[Stored items]
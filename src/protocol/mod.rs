pub mod http;
pub mod manifest;

pub use http::{HttpError, ResponseHead, build_get_request, parse_response_head};
pub use manifest::{FirmwareVersion, ManifestError, parse_manifest};
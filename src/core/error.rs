use crate::boot::BootError;
use crate::core::session::Phase;
use crate::flash::FlashError;
use crate::protocol::{HttpError, ManifestError};
use crate::transport::TransportError;

/// Why an upgrade was refused before it started. No callback follows.
#[derive(Debug, thiserror::Error)]
pub enum StartError {
    #[error("an upgrade is already in progress")]
    InProgress,
    #[error("bootloader: {0}")]
    Boot(#[from] BootError),
    #[error("name lookup rejected: {0}")]
    Resolve(#[from] TransportError),
}

/// Why an admitted upgrade failed. Delivered through the completion callback.
#[derive(Debug, thiserror::Error)]
pub enum UpgradeError {
    #[error("DNS lookup for {0} failed")]
    DnsFailed(String),
    #[error("timed out while {0}")]
    Timeout(Phase),
    #[error("connection closed by server")]
    Disconnected,
    #[error("connection closed after {received} of {expected} bytes")]
    Incomplete { received: u32, expected: u32 },
    #[error("transport: {0}")]
    Transport(#[from] TransportError),
    #[error("http: {0}")]
    Http(#[from] HttpError),
    #[error("version manifest: {0}")]
    Manifest(#[from] ManifestError),
    #[error("reply body longer than its Content-Length of {content_len}")]
    BodyOverrun { content_len: u32 },
    #[error("image size {size} not accepted (limit {max})")]
    BadImageSize { size: u32, max: u32 },
    #[error("flash: {0}")]
    Flash(#[from] FlashError),
    #[error("bootloader: {0}")]
    Boot(#[from] BootError),
    #[error("download ended but the upgrade flag was never marked finished")]
    NotConfirmed,
}
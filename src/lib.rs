//! Dual-bank over-the-air firmware updater.
//!
//! [`core::OtaEngine`] is a sans-IO state machine that fetches a version
//! manifest over HTTP, and when the server offers something newer, streams the
//! matching image into the bank that is not running. The platform supplies
//! the [`transport`], [`flash`] and [`boot`] services; [`services`] has host
//! implementations on tokio and plain files.
pub mod boot;
pub mod config;
pub mod core;
pub mod flash;
pub mod protocol;
pub mod services;
pub mod transport;

#[cfg(test)]
mod testing;
/// State of the single in-flight upgrade.
use std::fmt;
use std::net::SocketAddr;

use crate::core::error::UpgradeError;
use crate::flash::FlashWriter;
use crate::transport::ConnId;

#[derive(Debug, Clone, Copy, PartialEq, Eq)]
pub enum Operation {
    FetchVersion,
    FetchFirmware,
}

/// What the session is waiting for.
#[derive(Debug, Clone, Copy, PartialEq, Eq)]
pub enum Phase {
    Resolving,
    Connecting,
    AwaitingReply(Operation),
}

impl fmt::Display for Phase {
    fn fmt(&self, f: &mut fmt::Formatter<'_>) -> fmt::Result {
        match self {
            Phase::Resolving => write!(f, "resolving the server"),
            Phase::Connecting => write!(f, "connecting"),
            Phase::AwaitingReply(Operation::FetchVersion) => write!(f, "waiting for the version manifest"),
            Phase::AwaitingReply(Operation::FetchFirmware) => write!(f, "downloading firmware"),
        }
    }
}

/// How a successful session ended.
#[derive(Debug, Clone, Copy, PartialEq, Eq)]
pub enum Completion {
    /// New image fully written to the target slot
    Flashed,
    /// Server had nothing newer; nothing was written
    UpToDate,
}

/// Final report handed to the completion callback.
#[derive(Debug)]
pub struct UpgradeOutcome {
    /// Target slot, or `FLASH_BY_ADDR`
    pub slot: u8,
    pub result: Result<Completion, UpgradeError>,
}

impl UpgradeOutcome {
    pub fn success(&self) -> bool {
        self.result.is_ok()
    }

    /// True only when a new image is waiting in `slot`.
    pub fn flashed(&self) -> bool {
        matches!(self.result, Ok(Completion::Flashed))
    }
}

pub type DoneCallback = Box<dyn FnOnce(UpgradeOutcome) + Send>;

/// How the engine is leaving a session; reconciled with the persisted flag
/// during cleanup.
#[derive(Debug)]
pub(crate) enum Exit {
    Flashed,
    UpToDate,
    Failed(UpgradeError),
}

pub(crate) struct UpgradeSession {
    pub generation: u64,
    pub slot: u8,
    pub phase: Phase,
    pub conn: Option<ConnId>,
    pub addr: Option<SocketAddr>,
    /// Body bytes of the current reply consumed so far
    pub total_len: u32,
    /// Unknown until the reply head has been parsed
    pub content_len: Option<u32>,
    pub writer: FlashWriter,
    pub digest: md5::Context,
    pub on_done: DoneCallback,
}

impl UpgradeSession {
    pub fn new(generation: u64, slot: u8, writer: FlashWriter, on_done: DoneCallback) -> Self {
        Self {
            generation,
            slot,
            phase: Phase::Resolving,
            conn: None,
            addr: None,
            total_len: 0,
            content_len: None,
            writer,
            digest: md5::Context::new(),
            on_done,
        }
    }

    pub fn operation(&self) -> Operation {
        match self.phase {
            Phase::AwaitingReply(op) => op,
            _ => Operation::FetchVersion,
        }
    }

    /// A request for `op` was sent; expect a fresh reply head.
    pub fn begin_reply(&mut self, op: Operation) {
        self.phase = Phase::AwaitingReply(op);
        self.total_len = 0;
        self.content_len = None;
    }
}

● **Description of the task**
Retype the portion of the data above that starts on the line with "pub fn success(&self)" and finishes on the line with "pub type DoneCallback", including both of those lines.

● **Problem solution**
    pub fn success(&self) -> bool {
        self.result.is_ok()
    }

    /// True only when a new image is waiting in `slot`.
    pub fn flashed(&self) -> bool {
        matches!(self.result, Ok(Completion::Flashed))
    }
}

pub type DoneCallback = Box<dyn FnOnce(UpgradeOutcome) + Send>;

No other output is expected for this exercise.